With all my love for you both always
Maddy
She read it over a second time, folded the page, and left it on the coffee table in the living room. On the outside fold of the paper, she simply wrote Fred and gave a shudder when she thought of him reading her heart-breaking words. She let out a stifled sob and packed, ready to leave immediately. Maddy did not know where she would go. But she knew she would spend the rest of her days with new bedfellows of regret and remorse for all her contrived lies during these wasted years.
CHAPTER 22
Hatching a Plan
It was a dark winter’s evening when the men returned home, and Logan was the first to see the folded note in Maddy’s distinctive scribble lying where she had left it. He handed it over to Fred as he walked into the kitchen to heat up their dinner of the previous night’s leftovers.
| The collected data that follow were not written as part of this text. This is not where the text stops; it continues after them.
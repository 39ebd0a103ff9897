//! Configuration for the board component and the board host.
//!
//! [`BoardConfig`] is read from `GUESTBOARD_*` environment variables with
//! per-key fallback to defaults; a bad value is logged and ignored rather
//! than refusing to start a page. [`HostConfig`] is the host binary's
//! command line, with environment fallbacks through `clap`.

#[cfg(test)]
#[path = "config_test.rs"]
mod config_test;

use std::env::VarError;
use std::path::PathBuf;
use std::str::FromStr;
use std::time::Duration;

use clap::Parser;
use tracing::warn;

use crate::brush::Brush;
use crate::consts::{DEFAULT_COLOR, DEFAULT_FLUSH_DELAY_MS, DEFAULT_STROKE_WIDTH};

const FLUSH_DELAY_KEY: &str = "GUESTBOARD_FLUSH_DELAY_MS";
const DEFAULT_COLOR_KEY: &str = "GUESTBOARD_DEFAULT_COLOR";
const DEFAULT_WIDTH_KEY: &str = "GUESTBOARD_DEFAULT_WIDTH";

// =============================================================================
// BOARD
// =============================================================================

#[derive(Debug, Clone, PartialEq)]
pub struct BoardConfig {
    /// Pause between back-to-back flushes.
    pub flush_delay: Duration,
    /// Brush a freshly mounted board starts with.
    pub brush: Brush,
}

impl Default for BoardConfig {
    fn default() -> Self {
        Self { flush_delay: Duration::from_millis(DEFAULT_FLUSH_DELAY_MS), brush: Brush::default() }
    }
}

impl BoardConfig {
    #[must_use]
    pub fn from_env() -> Self {
        Self::from_lookup(|key| env_value(key, std::env::var(key)))
    }

    /// Build from an arbitrary key lookup. Missing or invalid keys keep
    /// their defaults.
    pub fn from_lookup(lookup: impl Fn(&str) -> Option<String>) -> Self {
        let flush_delay_ms = parse_or(FLUSH_DELAY_KEY, lookup(FLUSH_DELAY_KEY), DEFAULT_FLUSH_DELAY_MS);
        let color = lookup(DEFAULT_COLOR_KEY).unwrap_or_else(|| DEFAULT_COLOR.to_owned());
        let width = parse_or(DEFAULT_WIDTH_KEY, lookup(DEFAULT_WIDTH_KEY), DEFAULT_STROKE_WIDTH);

        let brush = match Brush::new(&color, width) {
            Ok(brush) => brush,
            Err(e) => {
                warn!(error = %e, "invalid default brush; using built-in brush");
                Brush::default()
            }
        };

        Self { flush_delay: Duration::from_millis(flush_delay_ms), brush }
    }
}

/// A set but non-unicode variable is logged and treated as unset.
fn env_value(key: &str, value: Result<String, VarError>) -> Option<String> {
    match value {
        Ok(value) => Some(value),
        Err(VarError::NotPresent) => None,
        Err(VarError::NotUnicode(raw)) => {
            warn!(key, value = ?raw, "config value is not unicode; using default");
            None
        }
    }
}

fn parse_or<T: FromStr>(key: &str, raw: Option<String>, default: T) -> T {
    let Some(raw) = raw else {
        return default;
    };
    match raw.trim().parse::<T>() {
        Ok(value) => value,
        Err(_) => {
            warn!(key, value = %raw, "invalid config value; using default");
            default
        }
    }
}

// =============================================================================
// HOST
// =============================================================================

#[derive(Parser, Debug, Clone)]
#[command(name = "guestboard", about = "Shared drawing board host")]
pub struct HostConfig {
    #[arg(long, env = "DATABASE_URL")]
    pub database_url: String,

    #[arg(long, env = "PORT", default_value_t = 3000)]
    pub port: u16,

    /// Static site served at `/`.
    #[arg(long, env = "GUESTBOARD_SITE_DIR")]
    pub site_dir: Option<PathBuf>,

    #[arg(long, env = "DB_MAX_CONNECTIONS", default_value_t = 5)]
    pub db_max_connections: u32,
}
After a few microwaved minutes, Logan strolled into the living room carrying their food-laden dinner plates.
‘This is ominous,’ laughed Fred, raising his eyebrows as his friend passed over the cutlery.
‘I get personal instructions, I guess.’ He sat down, placing his plate and cutlery on the coffee table. The intention was for the friends to watch television while they ate. Logan sat next to Fred at the other end of the sofa and began channel surfing with the remote as Fred silently read the note. He threw it on the table, almost landing it on his microwaved meal, and slumped back into the sofa, looking up at the ceiling.